(DATASET EXCERPTS begins)
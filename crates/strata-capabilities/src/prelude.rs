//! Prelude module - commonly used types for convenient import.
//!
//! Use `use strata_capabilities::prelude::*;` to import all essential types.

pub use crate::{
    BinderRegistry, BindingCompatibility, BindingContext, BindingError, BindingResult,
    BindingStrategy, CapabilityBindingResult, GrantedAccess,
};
(DATASET EXCERPTS ends)
EXERCISE DETAILS:
All entries should be given again precisely as they appear above.

RESPONSE:
filename crates/strata-capabilities/src/prelude.rs
//! Prelude module - commonly used types for convenient import.
//!
//! Use `use strata_capabilities::prelude::*;` to import all essential types.

pub use crate::{
    BinderRegistry, BindingCompatibility, BindingContext, BindingError, BindingResult,
    BindingStrategy, CapabilityBindingResult, GrantedAccess,
};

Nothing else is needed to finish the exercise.